While holmium laser enucleation of the prostate (HoLEP) is accepted as safe and efficient, a long learning curve is considered the main reason for its slow adoption in clinical practice. So far, no standardized and easy-to-use parameter has been implemented to measure surgical experience or efficiency which could be useful for training and quality control purposes. The aim of the present study was to evaluate the learning curves of 2 HoLEP beginners and to identify applicable efficiency outcome measures as well as potentially complicating factors in performing HoLEP.
A total of 594 patients treated by HoLEP between September 2016 and May 2019 were enrolled. The procedures were initially performed by 1 HoLEP expert (reference surgeon); over time, 2 further surgeons were trained. Baseline characteristics, enucleation weight, morcellation and enucleation time, laser energy usage, and postoperative results were recorded prospectively. The learning curves of the 2 novices were analyzed and compared to the reference surgeon. Logistic regression analyses were performed to identify predictors for postoperative grade ≥2 complications.
Median enucleation ratio and complication rates did not significantly alter along the learning curves. Median enucleation speed and laser energy application of the 2 novices significantly improved with growing experience. Combining these variables, we introduced the "HoLEP efficiency score" (HES) which demonstrated the most appropriate value to reflect the surgical experience and efficiency. The median HES for the reference surgeon was 82.8 min kJ/g. For the 2 novices, a drop from 130 and 124.4 min kJ/g by -57 and -30%, respectively, was observed. Among several tested clinical parameters, the presence of prostate cancer (p = 0.047) and the surgical caseload (p < 0.001) influenced the HES. On multivariable logistic regression, American Society of Anesthesiologists score and prostate cancer were independent predictors for grade ≥2 complications (p = 0.002, odds ratio [OR] 2.042 and p = 0.038, OR 1.940).

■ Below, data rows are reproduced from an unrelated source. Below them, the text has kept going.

//! Pin/check mask legality (C2 edge case #4.2: legality without trial
//! make/undo). Grounded on the teacher's board move-generation legality
//! checks and `examples/original_source/src/chess/attacks.cpp`'s
//! `SQUARES_BETWEEN`/`LINE` usage for pin detection.

use super::Position;
use crate::attacks;
use crate::bitboard::pop_lsb;
use crate::types::{Color, Move, MoveKind, Piece, PieceType, Square};

#[must_use]
pub fn attackers_to(pos: &Position, sq: Square, occ: u64) -> u64 {
    attackers_to_by(pos, sq, occ, Color::White) | attackers_to_by(pos, sq, occ, Color::Black)
}

#[must_use]
pub fn attackers_to_by(pos: &Position, sq: Square, occ: u64, by: Color) -> u64 {
    let mut attackers = 0u64;
    attackers |= attacks::pawn_attacks(sq, !by) & pos.pieces(by, PieceType::Pawn);
    attackers |= attacks::knight_attacks(sq) & pos.pieces(by, PieceType::Knight);
    attackers |= attacks::king_attacks(sq) & pos.pieces(by, PieceType::King);
    let bishop_like = pos.pieces(by, PieceType::Bishop) | pos.pieces(by, PieceType::Queen);
    attackers |= attacks::bishop_attacks(sq, occ) & bishop_like;
    let rook_like = pos.pieces(by, PieceType::Rook) | pos.pieces(by, PieceType::Queen);
    attackers |= attacks::rook_attacks(sq, occ) & rook_like;
    attackers
}

/// Pieces of `color` that are pinned to their own king by an enemy slider,
/// found by casting rays from the king outward through exactly one of
/// `color`'s pieces to a slider of matching direction.
#[must_use]
pub fn pinned_pieces(pos: &Position, color: Color) -> u64 {
    let king_sq = pos.king_square(color);
    let enemy = !color;
    let mut pinned = 0u64;

    let enemy_bishops = pos.pieces(enemy, PieceType::Bishop) | pos.pieces(enemy, PieceType::Queen);
    let enemy_rooks = pos.pieces(enemy, PieceType::Rook) | pos.pieces(enemy, PieceType::Queen);

    let mut candidates = (attacks::bishop_attacks(king_sq, 0) & enemy_bishops)
        | (attacks::rook_attacks(king_sq, 0) & enemy_rooks);
    while candidates != 0 {
        let slider_sq = pop_lsb(&mut candidates);
        let between = attacks::between(king_sq, slider_sq) & pos.occupied();
        if between.count_ones() == 1 && (between & pos.occupied_by(color)) != 0 {
            pinned |= between;
        }
    }
    pinned
}

#[must_use]
pub fn is_pseudo_legal(pos: &Position, mv: Move) -> bool {
    if mv.is_null() {
        return false;
    }
    let us = pos.side_to_move();
    let piece = pos.piece_at(mv.from());
    if piece.is_none() || piece.color() != us {
        return false;
    }
    let target = pos.piece_at(mv.to());
    if !target.is_none() && target.color() == us && !mv.is_castling() {
        return false;
    }

    match mv.kind() {
        MoveKind::Castling => return is_pseudo_legal_castle(pos, mv),
        MoveKind::EnPassant => {
            return pos.en_passant_square() == Some(mv.to())
                && piece.piece_type() == PieceType::Pawn
                && (attacks::pawn_attacks(mv.from(), us) & mv.to().bitboard()) != 0;
        }
        _ => {}
    }

    if piece.piece_type() == PieceType::Pawn {
        return pawn_move_is_pseudo_legal(pos, mv, piece);
    }

    let attack_bb = attacks::attacks(piece.piece_type(), mv.from(), pos.occupied());
    mv.to().bitboard() & attack_bb != 0
}

fn pawn_move_is_pseudo_legal(pos: &Position, mv: Move, piece: Piece) -> bool {
    let us = piece.color();
    let from_bb = mv.from().bitboard();
    let to_bb = mv.to().bitboard();
    let target = pos.piece_at(mv.to());

    if mv.is_capture() {
        return (crate::attacks::pawn_attacks(mv.from(), us) & to_bb) != 0 && !target.is_none();
    }

    let single_push = if us == Color::White {
        from_bb << 8
    } else {
        from_bb >> 8
    };
    if single_push == to_bb {
        return target.is_none();
    }
    let start_rank_bb = if us == Color::White {
        crate::bitboard::RANK_2
    } else {
        crate::bitboard::RANK_7
    };
    let double_push = if us == Color::White {
        single_push << 8
    } else {
        single_push >> 8
    };
    if from_bb & start_rank_bb != 0 && double_push == to_bb {
        return target.is_none() && pos.piece_at(Square(crate::bitboard::lsb(single_push).0)).is_none();
    }
    false
}

fn is_pseudo_legal_castle(pos: &Position, mv: Move) -> bool {
    let us = pos.side_to_move();
    let (king_side_right, queen_side_right) = match us {
        Color::White => (super::CASTLE_WK, super::CASTLE_WQ),
        Color::Black => (super::CASTLE_BK, super::CASTLE_BQ),
    };
    let home_rank = if us == Color::White { 0u8 } else { 7u8 };
    let king_from = Square::from_file_rank(4, home_rank);
    if mv.from() != king_from || pos.in_check() {
        return false;
    }
    let to_file = mv.to().file();
    let (right, rook_from_file, path_files): (u8, u8, &[u8]) = if to_file == 6 {
        (king_side_right, 7, &[5, 6])
    } else if to_file == 2 {
        (queen_side_right, 0, &[1, 2, 3])
    } else {
        return false;
    };
    if pos.castling_rights() & right == 0 {
        return false;
    }
    let rook_from = Square::from_file_rank(rook_from_file, home_rank);
    if pos.piece_at(rook_from) != Piece::new(PieceType::Rook, us) {
        return false;
    }
    for &f in path_files {
        let sq = Square::from_file_rank(f, home_rank);
        if !pos.piece_at(sq).is_none() && sq != rook_from {
            return false;
        }
    }
    let king_path: &[u8] = if to_file == 6 { &[4, 5, 6] } else { &[2, 3, 4] };
    for &f in king_path {
        let sq = Square::from_file_rank(f, home_rank);
        if attackers_to_by(pos, sq, pos.occupied(), !us) != 0 {
            return false;
        }
    }
    true
}

#[must_use]
pub fn is_legal(pos: &Position, mv: Move) -> bool {
    let us = pos.side_to_move();
    let king_sq = pos.king_square(us);

    if mv.is_castling() {
        return is_pseudo_legal_castle(pos, mv);
    }

    if mv.kind() == MoveKind::EnPassant {
        // En-passant legality needs a real occupancy simulation: the
        // captured pawn can unmask a rank-pin on the king that no static
        // pin mask captures.
        let captured_sq = Square::from_file_rank(mv.to().file(), mv.from().rank());
        let occ_after = (pos.occupied() & !mv.from().bitboard() & !captured_sq.bitboard()) | mv.to().bitboard();
        return attackers_to_by(pos, king_sq, occ_after, !us) == 0;
    }

    let pinned = pinned_pieces(pos, us);
    if mv.from() == king_sq {
        let occ_after = (pos.occupied() & !mv.from().bitboard()) | mv.to().bitboard();
        return attackers_to_by(pos, mv.to(), occ_after, !us) == 0;
    }
    if pinned & mv.from().bitboard() == 0 {
        return pos.checkers().count_ones() <= 1 || in_check_block_mask(pos, king_sq) & mv.to().bitboard() != 0;
    }
    attacks::line(king_sq, mv.from()) & mv.to().bitboard() != 0
}

fn in_check_block_mask(pos: &Position, king_sq: Square) -> u64 {
    match pos.checkers().count_ones() {
        0 => u64::MAX,
        1 => {
            let checker_sq = crate::bitboard::lsb(pos.checkers());
            attacks::between(king_sq, checker_sq) | pos.checkers()
        }
        _ => 0,
    }
}

#[must_use]
pub fn gives_check(pos: &Position, mv: Move) -> bool {
    let us = pos.side_to_move();
    let them_king = pos.king_square(!us);
    let piece = pos.piece_at(mv.from());
    let piece_type = if mv.is_promotion() {
        mv.promotion_piece().unwrap_or(PieceType::Queen)
    } else {
        piece.piece_type()
    };

    let occ_after = (pos.occupied() & !mv.from().bitboard()) | mv.to().bitboard();
    let direct = match piece_type {
        PieceType::Pawn => attacks::pawn_attacks(mv.to(), us) & them_king.bitboard() != 0,
        PieceType::Knight => attacks::knight_attacks(mv.to()) & them_king.bitboard() != 0,
        PieceType::King => false,
        _ => attacks::attacks(piece_type, mv.to(), occ_after) & them_king.bitboard() != 0,
    };
    if direct {
        return true;
    }

    // Discovered check: a friendly slider's line to the enemy king opens up
    // once `mv.from()` is vacated, unless `mv.to()` re-blocks the same line.
    let bishop_like = pos.pieces(us, PieceType::Bishop) | pos.pieces(us, PieceType::Queen);
    let rook_like = pos.pieces(us, PieceType::Rook) | pos.pieces(us, PieceType::Queen);
    (attacks::bishop_attacks(them_king, occ_after) & bishop_like) != 0
        || (attacks::rook_attacks(them_king, occ_after) & rook_like) != 0
}

#[cfg(test)]
mod tests {
    use super::*;

    #[test]
    fn startpos_pawn_double_push_is_pseudo_legal() {
        crate::attacks::init();
        crate::zobrist::init();
        let pos = Position::startpos();
        let mv = Move::new(Square::from_file_rank(4, 1), Square::from_file_rank(4, 3), MoveKind::Quiet);
        assert!(pos.is_pseudo_legal(mv));
        assert!(pos.is_legal(mv));
    }

    #[test]
    fn startpos_has_no_pinned_pieces() {
        crate::attacks::init();
        crate::zobrist::init();
        let pos = Position::startpos();
        assert_eq!(pos.pinned(Color::White), 0);
    }
}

We introduce the HES as an objective and measurable tool to quantify surgical efficiency. In clinical practice, the HES may find application in training and quality control purposes as well as in comparing surgical modifications and hardware. Patients with prostate cancer seem to be more challenging cases and have a higher risk for complications, and may preferably be treated by experienced surgeons.
Urologia internationalis. 2020 Sep 02 [Epub ahead of print]
Bernd Rosenhammer, Maximilian Schönhärl, Roman Mayr, Marco J Schnabel, Maximilian Burger, Christian Eichelberg
Department of Urology, Caritas St. Josef Medical Center, University of Regensburg, Regensburg, Germany, ., Department of Urology, Caritas St. Josef Medical Center, University of Regensburg, Regensburg, Germany.